The therapy of IC/PBS is usually multimodal and is rarely satisfactory [2628]. With the exception of PPS (Elmiron), there are currently no approved pharmacologic therapies in the United States for IC/BPS. Many pharmacologic therapies such as antidepressants and antihistamines are used off label. Other therapies include intravesical installation of agents, bladder distention, and surgical intervention [2628]. Promising agents have been studied, but with mixed results, and none have gained regulatory approval. In this regard, Evans et al. reported significant improvement in pain and the GRA 6 weeks after a single IV infusion of another anti-NGF monoclonal antibody, but no improvement on the ICSI in a pilot study of 64 patients with IC/BPS [14]. The same anti-NGF antibody was tested in a second clinical study of over 200 patients with IC/BPS that was terminated for futility (NCT00999518) [29].

Limitations of this study were early termination of the study resulting in small sample size and some patients not receiving 3 doses of study drug, as well as imbalance between the treatment groups based on baseline characteristics. For example, patients in the placebo group reported longer IC/BPS disease duration (mean, 9.4 vs. 5.8 years for the fulranumab group) and higher daytime urinary frequency (mean, 16.5 vs. 10.8); and of the UPOINT domains, the fulranumab group had a higher percentage of patients in the infection and neurological/systemic domains than the placebo group (Table 2). In addition, due to the heterogeneous population, multiple factors that are impractical to stratify may confound or increase the noise of the study; these include concomitant IC/BPS medication types/rate of usage, and commonly comorbid conditions (e.g., irritable bowel disease, depression, pelvic floor dysfunctional disease) that define different clinical phenotypes [30].
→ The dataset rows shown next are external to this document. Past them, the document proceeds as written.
//! Generic listener registry with first/last-subscriber hooks.

use std::sync::{Arc, Weak};

use parking_lot::Mutex;

type Listener<T> = Arc<dyn Fn(&T) + Send + Sync>;

/// Hooks fired when the set transitions between empty and non-empty. Used to
/// attach and detach platform glue lazily.
#[derive(Default)]
pub struct SubscribeHooks {
    pub on_subscribe: Option<Box<dyn Fn() + Send + Sync>>,
    pub on_unsubscribe: Option<Box<dyn Fn() + Send + Sync>>,
}

struct Inner<T> {
    next_id: u64,
    listeners: Vec<(u64, Listener<T>)>,
}

/// Set of callbacks invoked on every notification, in no particular order.
pub struct ListenerSet<T> {
    me: Weak<ListenerSet<T>>,
    inner: Mutex<Inner<T>>,
    hooks: SubscribeHooks,
}

impl<T> ListenerSet<T> {
    pub fn new() -> Arc<Self> {
        Self::with_hooks(SubscribeHooks::default())
    }

    pub fn with_hooks(hooks: SubscribeHooks) -> Arc<Self> {
        Arc::new_cyclic(|me| Self {
            me: me.clone(),
            inner: Mutex::new(Inner {
                next_id: 0,
                listeners: Vec::new(),
            }),
            hooks,
        })
    }

    /// Register `listener`. The returned guard removes it when dropped or
    /// explicitly unsubscribed. The first registration fires `on_subscribe`.
    pub fn subscribe(&self, listener: impl Fn(&T) + Send + Sync + 'static) -> Subscription<T> {
        let (id, first) = {
            let mut inner = self.inner.lock();
            let id = inner.next_id;
            inner.next_id += 1;
            let first = inner.listeners.is_empty();
            inner.listeners.push((id, Arc::new(listener)));
            (id, first)
        };
        if first {
            if let Some(hook) = &self.hooks.on_subscribe {
                hook();
            }
        }
        Subscription {
            set: self.me.clone(),
            id,
            active: true,
        }
    }

    pub fn has_listeners(&self) -> bool {
        !self.inner.lock().listeners.is_empty()
    }

    pub fn len(&self) -> usize {
        self.inner.lock().listeners.len()
    }

    pub fn is_empty(&self) -> bool {
        !self.has_listeners()
    }

    /// Snapshot of the current listeners; callers invoke them without any
    /// lock held so listeners may re-enter the set.
    pub fn snapshot(&self) -> Vec<Listener<T>> {
        self.inner
            .lock()
            .listeners
            .iter()
            .map(|(_, l)| Arc::clone(l))
            .collect()
    }

    /// Invoke every listener with `value`.
    pub fn emit(&self, value: &T) {
        for listener in self.snapshot() {
            listener.as_ref()(value);
        }
    }

    fn unsubscribe(&self, id: u64) {
        let last = {
            let mut inner = self.inner.lock();
            let before = inner.listeners.len();
            inner.listeners.retain(|(lid, _)| *lid != id);
            before > 0 && inner.listeners.is_empty()
        };
        if last {
            if let Some(hook) = &self.hooks.on_unsubscribe {
                hook();
            }
        }
    }
}

/// Guard for one registered listener.
pub struct Subscription<T> {
    set: Weak<ListenerSet<T>>,
    id: u64,
    active: bool,
}

impl<T> Subscription<T> {
    /// Remove the listener now. Removing the last one fires `on_unsubscribe`.
    pub fn unsubscribe(mut self) {
        self.release();
    }

    fn release(&mut self) {
        if !self.active {
            return;
        }
        self.active = false;
        if let Some(set) = self.set.upgrade() {
            set.unsubscribe(self.id);
        }
    }
}

impl<T> Drop for Subscription<T> {
    fn drop(&mut self) {
        self.release();
    }
}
Clinical trials of IC/BPS have been limited, in general, by substantial heterogeneity in methodology, symptoms assessment, duration of treatment, and follow-up [31]. For example, although initial trials were positive for PPS [32, 33], subsequent large confirmatory trials have had mixed results [34]. Experts have recently advanced the use of clinical phenotypes based on UPOINT or pain mapping/pain location in IC/BPS research [30, 35]. With regard to analgesia for IC/BPS, future studies should include mapping of pain sites (i.e., restricted to the pelvis; pain sites beyond the pelvis) and the quality/severity of pain at those sites, assuring differentiation between IC/BPS and other pain syndromes by patients, as well as correlate findings from these assessments with associated comorbid, chronic pain conditions [30]. While this study was designed to collect data pertaining to the different clinical phenotypes using the UPOINT system and conduct exploratory subgroup analyses, these analyses were not feasible due to early study termination and the reduced sample size. Future studies of adequate sample size should further explore treatment response according to clinical phenotypes.

Conclusions

In patients with moderate to severe chronic bladder pain from IC/BPS, fulranumab at the single dose (9 mg) tested failed to show analgesic activity as compared with placebo, although the study findings are limited by early study termination and imbalance in the baseline characteristics of the study population. IC/BPS remains a difficult medical condition in need of satisfactory therapies.